━━━━━ Records shown ━━━━━
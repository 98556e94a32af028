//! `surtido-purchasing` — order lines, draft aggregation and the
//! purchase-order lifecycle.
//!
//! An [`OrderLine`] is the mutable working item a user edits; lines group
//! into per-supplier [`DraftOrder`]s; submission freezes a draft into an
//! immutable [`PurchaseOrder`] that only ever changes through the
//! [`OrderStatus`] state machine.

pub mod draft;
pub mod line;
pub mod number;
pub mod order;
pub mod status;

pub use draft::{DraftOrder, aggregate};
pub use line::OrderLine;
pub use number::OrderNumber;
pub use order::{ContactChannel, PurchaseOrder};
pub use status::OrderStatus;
━━━━━
━━━━━ Records shown ━━━━━
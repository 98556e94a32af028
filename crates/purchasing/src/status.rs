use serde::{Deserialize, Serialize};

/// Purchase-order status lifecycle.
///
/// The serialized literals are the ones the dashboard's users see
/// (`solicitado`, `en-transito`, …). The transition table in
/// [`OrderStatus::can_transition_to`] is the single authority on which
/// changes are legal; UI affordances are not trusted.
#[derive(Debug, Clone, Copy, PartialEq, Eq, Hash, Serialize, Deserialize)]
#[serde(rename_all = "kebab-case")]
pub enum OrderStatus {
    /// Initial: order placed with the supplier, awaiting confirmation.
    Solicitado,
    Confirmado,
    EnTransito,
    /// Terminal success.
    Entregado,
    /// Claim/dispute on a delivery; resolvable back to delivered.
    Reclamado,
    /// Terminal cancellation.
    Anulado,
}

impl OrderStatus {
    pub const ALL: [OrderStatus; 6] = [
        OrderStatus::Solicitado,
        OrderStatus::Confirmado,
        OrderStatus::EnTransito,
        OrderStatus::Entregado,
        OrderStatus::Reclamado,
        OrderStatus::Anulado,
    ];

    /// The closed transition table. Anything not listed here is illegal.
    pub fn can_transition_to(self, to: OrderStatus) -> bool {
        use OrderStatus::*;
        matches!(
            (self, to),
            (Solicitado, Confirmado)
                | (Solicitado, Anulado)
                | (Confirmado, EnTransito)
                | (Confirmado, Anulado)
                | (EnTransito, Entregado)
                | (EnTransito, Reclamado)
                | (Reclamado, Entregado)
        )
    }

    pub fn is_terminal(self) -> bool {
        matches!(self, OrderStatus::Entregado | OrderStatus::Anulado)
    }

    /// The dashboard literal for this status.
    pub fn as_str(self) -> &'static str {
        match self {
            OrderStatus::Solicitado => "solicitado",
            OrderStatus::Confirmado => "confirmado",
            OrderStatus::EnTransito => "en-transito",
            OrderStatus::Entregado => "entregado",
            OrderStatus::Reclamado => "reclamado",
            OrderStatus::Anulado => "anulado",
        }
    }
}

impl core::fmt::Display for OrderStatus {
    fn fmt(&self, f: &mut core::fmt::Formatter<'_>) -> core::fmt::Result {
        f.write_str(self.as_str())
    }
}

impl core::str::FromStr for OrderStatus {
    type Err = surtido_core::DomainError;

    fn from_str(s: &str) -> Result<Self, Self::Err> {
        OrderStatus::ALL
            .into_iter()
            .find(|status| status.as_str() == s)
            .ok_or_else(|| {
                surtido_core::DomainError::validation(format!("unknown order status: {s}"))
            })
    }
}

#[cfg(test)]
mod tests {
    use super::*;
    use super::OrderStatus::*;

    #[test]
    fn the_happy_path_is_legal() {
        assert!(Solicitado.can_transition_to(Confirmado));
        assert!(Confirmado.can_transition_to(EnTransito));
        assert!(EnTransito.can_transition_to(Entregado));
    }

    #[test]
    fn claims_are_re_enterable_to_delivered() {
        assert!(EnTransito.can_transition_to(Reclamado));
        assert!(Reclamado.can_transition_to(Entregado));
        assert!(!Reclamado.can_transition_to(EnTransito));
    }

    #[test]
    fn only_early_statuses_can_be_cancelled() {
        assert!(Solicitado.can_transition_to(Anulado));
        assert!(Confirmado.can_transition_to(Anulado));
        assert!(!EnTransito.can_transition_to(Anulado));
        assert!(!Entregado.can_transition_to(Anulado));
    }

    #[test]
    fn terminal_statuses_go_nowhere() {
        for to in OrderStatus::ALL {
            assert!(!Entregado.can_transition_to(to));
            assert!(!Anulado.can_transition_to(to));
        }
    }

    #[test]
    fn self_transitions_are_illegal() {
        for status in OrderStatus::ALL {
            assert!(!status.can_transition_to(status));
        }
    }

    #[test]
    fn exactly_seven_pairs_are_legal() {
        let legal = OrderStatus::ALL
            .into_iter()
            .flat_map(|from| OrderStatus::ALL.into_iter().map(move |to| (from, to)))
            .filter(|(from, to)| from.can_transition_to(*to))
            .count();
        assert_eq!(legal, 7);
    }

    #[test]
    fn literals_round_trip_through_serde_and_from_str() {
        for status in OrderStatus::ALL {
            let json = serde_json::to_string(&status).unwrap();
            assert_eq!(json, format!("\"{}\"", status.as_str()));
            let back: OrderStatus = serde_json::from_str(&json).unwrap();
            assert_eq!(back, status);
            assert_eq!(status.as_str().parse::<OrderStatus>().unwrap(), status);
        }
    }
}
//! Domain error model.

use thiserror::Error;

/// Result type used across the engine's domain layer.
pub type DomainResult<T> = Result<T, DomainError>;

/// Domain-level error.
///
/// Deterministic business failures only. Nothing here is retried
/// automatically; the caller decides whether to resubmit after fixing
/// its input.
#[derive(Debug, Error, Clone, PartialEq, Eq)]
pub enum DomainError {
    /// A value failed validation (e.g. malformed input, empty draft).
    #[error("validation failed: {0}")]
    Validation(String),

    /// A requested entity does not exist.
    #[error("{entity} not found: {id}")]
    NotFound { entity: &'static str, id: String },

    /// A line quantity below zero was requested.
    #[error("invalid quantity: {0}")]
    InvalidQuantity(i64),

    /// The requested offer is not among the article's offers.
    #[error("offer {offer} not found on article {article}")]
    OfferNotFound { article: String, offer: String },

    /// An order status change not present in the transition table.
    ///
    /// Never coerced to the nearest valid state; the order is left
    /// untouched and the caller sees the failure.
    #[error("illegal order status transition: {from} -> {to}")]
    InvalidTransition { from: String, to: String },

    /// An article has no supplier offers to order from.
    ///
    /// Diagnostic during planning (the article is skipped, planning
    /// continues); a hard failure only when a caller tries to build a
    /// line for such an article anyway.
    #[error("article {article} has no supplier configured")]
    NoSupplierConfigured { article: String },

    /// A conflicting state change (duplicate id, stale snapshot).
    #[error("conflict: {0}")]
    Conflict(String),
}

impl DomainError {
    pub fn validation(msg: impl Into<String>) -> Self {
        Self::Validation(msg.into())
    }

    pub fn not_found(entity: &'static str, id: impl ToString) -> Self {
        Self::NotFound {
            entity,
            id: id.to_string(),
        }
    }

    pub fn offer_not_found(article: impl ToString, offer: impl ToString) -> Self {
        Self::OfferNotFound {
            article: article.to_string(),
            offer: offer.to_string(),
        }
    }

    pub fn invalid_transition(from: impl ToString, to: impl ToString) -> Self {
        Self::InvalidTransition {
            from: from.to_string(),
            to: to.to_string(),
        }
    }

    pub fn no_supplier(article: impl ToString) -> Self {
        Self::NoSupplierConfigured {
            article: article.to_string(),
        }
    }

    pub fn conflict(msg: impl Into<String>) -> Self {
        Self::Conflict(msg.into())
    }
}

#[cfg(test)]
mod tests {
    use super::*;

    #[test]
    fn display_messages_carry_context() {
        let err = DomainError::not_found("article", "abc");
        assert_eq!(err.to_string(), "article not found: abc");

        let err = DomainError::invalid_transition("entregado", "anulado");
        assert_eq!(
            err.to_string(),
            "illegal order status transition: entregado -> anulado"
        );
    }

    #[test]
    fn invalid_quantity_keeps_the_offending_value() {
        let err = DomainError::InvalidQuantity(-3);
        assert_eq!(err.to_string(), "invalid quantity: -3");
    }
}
━━━━━
- Prompt:
Repeat exactly the lines of the listing above, from the one with "filename crates/purchasing/src/status.rs" down to the one with "authority on which"; both of those lines belong in the range.

- Exercise result:
filename crates/purchasing/src/status.rs
use serde::{Deserialize, Serialize};

/// Purchase-order status lifecycle.
///
/// The serialized literals are the ones the dashboard's users see
/// (`solicitado`, `en-transito`, …). The transition table in
/// [`OrderStatus::can_transition_to`] is the single authority on which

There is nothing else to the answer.